Daudi Xenograft Model
Lymphomas are a group of blood cancers that affect lymphocytes, a white blood cell type. Symptoms include fever, sweats, itching, weight loss, fatigue and enlarged lymph nodes. Risk factors include autoimmune diseases, HIV/AIDS, the Epstein-Barr virus, and smoking tobacco. The two main types are Hodgkin’s lymphoma and non-Hodgkin lymphoma. The five-year survival rate in the US is 85%. Burkitt’s lymphoma affects B lymphocytes and is commonly associated with malaria endemic regions, AIDS/HIV and the Epstein-Barr virus. It is often a childhood cancer. The Daudi cell line was first isolated in 1967 by E and G Klein from the peripheral blood of a 16 year old Black male diagnosed with Burkitt’s lymphoma. Daudi cells have since been used in various research studies. A 2019 Blood Journal study (Chang et al.) used the Daudi cell line to test the efficacy of a recombinant RNase Ranpirnase combined with an anti-CD-74 humanized antibody (2L-Rap-hLL1-γ4P). Treatment data demonstrates that the recombinant immunotoxin reduced in vitro and in vivo tumor growth, supporting further study for its use against CD74 positive tumors. A 2005 Clinical Cancer Research study by Michel et al. used Daudi xenografts to study radionuclide-conjugated antibodies. The radionuclides emit low-energy electrons, and when conjugated to an antibody are able to radiate targeted cells while causing minimal irradiation damage to surrounding tissue. Results demonstrated that xenograft tumors were successfully treated with this technique, supporting it as an effective therapy against micrometastatic cancer. Finally, a 2019 study by Xuan et al. (Blood Journal) utilized the Daudi model in order to study the efficacy of using interferon alpha (IFNα)/anti-CD20 antibody (rituximab) fusion protein as a method for overcoming rituximab-resistant CD20+ tumors. Data demonstrated treatment with the fusion protein resulted in tumor eradication. The Daudi cell line is used to create the CDX (Cell Line Derived Xenograft) Daudi xenograft mouse model. The Daudi xenograft model has been used extensively as a model for studying the mechanisms of leukemogenesis.
Basic Study Design
- Daudi cells are maintained in exponential growth phase under aseptic conditions.
- Cells are trypsinized and cell count viability is determined using a trypan blue exclusion assay (98% of cell viability is required). Daudi cell suspension is adjusted to appropriate density.
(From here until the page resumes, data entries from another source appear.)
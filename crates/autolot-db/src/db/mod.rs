//! Database repositories for data access layer

pub mod car;

pub use car::CarRepository;
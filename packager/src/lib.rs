//! Packaging utilities for webship
//!
//! This crate turns a checkout of a Python web application into the artifact
//! that gets shipped to the hosting platform: it prepares a virtual
//! environment, writes the startup-command file and zips the tree.

pub mod archive;
pub mod process;
pub mod startup;
pub mod venv;

use serde::{Deserialize, Serialize};
use std::path::{Path, PathBuf};
use thiserror::Error;
use tracing::info;

pub use archive::{
    create_archive, create_archive_until, list_archive, ArchiveSpec, ArchiveSummary,
};
pub use process::{run_checked, ProcessOutput, ProcessRunner, ProcessSpec, SystemProcessRunner};
pub use startup::StartupCommand;
pub use venv::{create_virtualenv, locate_interpreter, version_matches, Interpreter, VirtualEnv};

/// Errors related to packaging
#[derive(Error, Debug)]
pub enum PackagerError {
    #[error("Command `{command}` failed with status {status}: {stderr}")]
    CommandFailed {
        command: String,
        status: String,
        stderr: String,
    },
    #[error("Interpreter not found: {reason}")]
    InterpreterNotFound { reason: String },
    #[error("Invalid configuration: {0}")]
    InvalidConfig(String),
    #[error("Packaging was cancelled")]
    Cancelled,
    #[error("Source directory not found: {path}")]
    SourceNotFound { path: String },
    #[error("Archive error: {0}")]
    Archive(#[from] zip::result::ZipError),
    #[error("Invalid exclude pattern: {0}")]
    Pattern(#[from] glob::PatternError),
    #[error("Directory walk failed: {0}")]
    Walk(#[from] walkdir::Error),
    #[error("IO error: {0}")]
    Io(#[from] std::io::Error),
}

pub type PackagerResult<T> = Result<T, PackagerError>;

/// Layout of the package inside the source tree
#[derive(Debug, Clone, PartialEq, Eq, Serialize, Deserialize)]
#[serde(default)]
pub struct PackageSettings {
    /// Virtual environment directory, relative to the source root
    pub venv_dir: String,
    /// Requirements manifest, relative to the source root
    pub requirements_file: String,
    /// Startup-command file written into the source root
    pub startup_file: String,
    /// Archive file name, written into the source root
    pub archive_name: String,
    /// Additional glob patterns (relative, `/`-separated) left out of the archive
    pub exclude_globs: Vec<String>,
}

impl Default for PackageSettings {
    fn default() -> Self {
        Self {
            venv_dir: "venv".to_string(),
            requirements_file: "requirements.txt".to_string(),
            startup_file: "startup.txt".to_string(),
            archive_name: "release.zip".to_string(),
            exclude_globs: vec![],
        }
    }
}

impl PackageSettings {
    pub fn validate(&self) -> Result<(), String> {
        for (field, value) in [
            ("venv_dir", &self.venv_dir),
            ("requirements_file", &self.requirements_file),
            ("startup_file", &self.startup_file),
            ("archive_name", &self.archive_name),
        ] {
            if value.trim().is_empty() {
                return Err(format!("{} cannot be empty", field));
            }
        }

        if self.venv_dir.contains('/') || self.venv_dir.contains('\\') {
            return Err("venv_dir must be a top-level directory name".to_string());
        }

        if !self.archive_name.ends_with(".zip") {
            return Err("archive_name must end with .zip".to_string());
        }

        for pattern in &self.exclude_globs {
            glob::Pattern::new(pattern)
                .map_err(|e| format!("Invalid exclude pattern '{}': {}", pattern, e))?;
        }

        Ok(())
    }

    /// Archive specification for a given source root
    pub fn archive_spec(&self, source_dir: &Path) -> ArchiveSpec {
        ArchiveSpec::new(source_dir, source_dir.join(&self.archive_name))
            .with_exclude_dirs(vec![self.venv_dir.clone()])
            .with_exclude_globs(self.exclude_globs.clone())
    }
}

/// Everything produced by [`build_package`]
#[derive(Debug, Clone)]
pub struct PackageOutput {
    pub interpreter: Interpreter,
    pub venv: VirtualEnv,
    pub requirements_installed: bool,
    pub startup_path: PathBuf,
    pub archive: ArchiveSummary,
}

/// Prepare the virtual environment, write the startup file and zip the tree
pub async fn build_package(
    runner: &dyn ProcessRunner,
    source_dir: &Path,
    python_version: &str,
    settings: &PackageSettings,
    startup: &StartupCommand,
) -> PackagerResult<PackageOutput> {
    settings.validate().map_err(PackagerError::InvalidConfig)?;

    if !source_dir.is_dir() {
        return Err(PackagerError::SourceNotFound {
            path: source_dir.display().to_string(),
        });
    }

    let interpreter = locate_interpreter(runner, python_version).await?;
    let venv = create_virtualenv(runner, &interpreter, source_dir, &settings.venv_dir).await?;
    let requirements_installed = venv
        .install_requirements(runner, source_dir, &settings.requirements_file)
        .await?;

    let startup_path = startup.write_to(source_dir, &settings.startup_file)?;
    let archive = create_archive(&settings.archive_spec(source_dir))?;

    info!(
        "Packaged {} files ({} bytes) into {}",
        archive.file_count,
        archive.total_bytes,
        archive.path.display()
    );

    Ok(PackageOutput {
        interpreter,
        venv,
        requirements_installed,
        startup_path,
        archive,
    })
}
- Each mouse is singly subcutaneously injected into the right flank with 106 cells in 100 µL of a Matrigel- Daudi cell suspension.
- The injection sites are palpated up to three times weekly until tumors are established to an average size of 50-150 mm3 as measured via digital calipers.
- Animals are randomized into treatment groups. Administration of test compound is performed according to the pre-established treatment schedule.
- Mice weights are measured and recorded 3 times weekly; tumors are measured and recorded daily.
- End of study is reached when tumor size reaches 2,000 mm3 or the predetermined size limit per approved IACUC protocol.
- Final necropsy and tissue collections are performed for appropriate downstream analysis. Tumors are excised, weighed and documented by digital imaging. Tumors and tissues can be stabilized in RNAlater, snap frozen in LN2 or prepared for histology.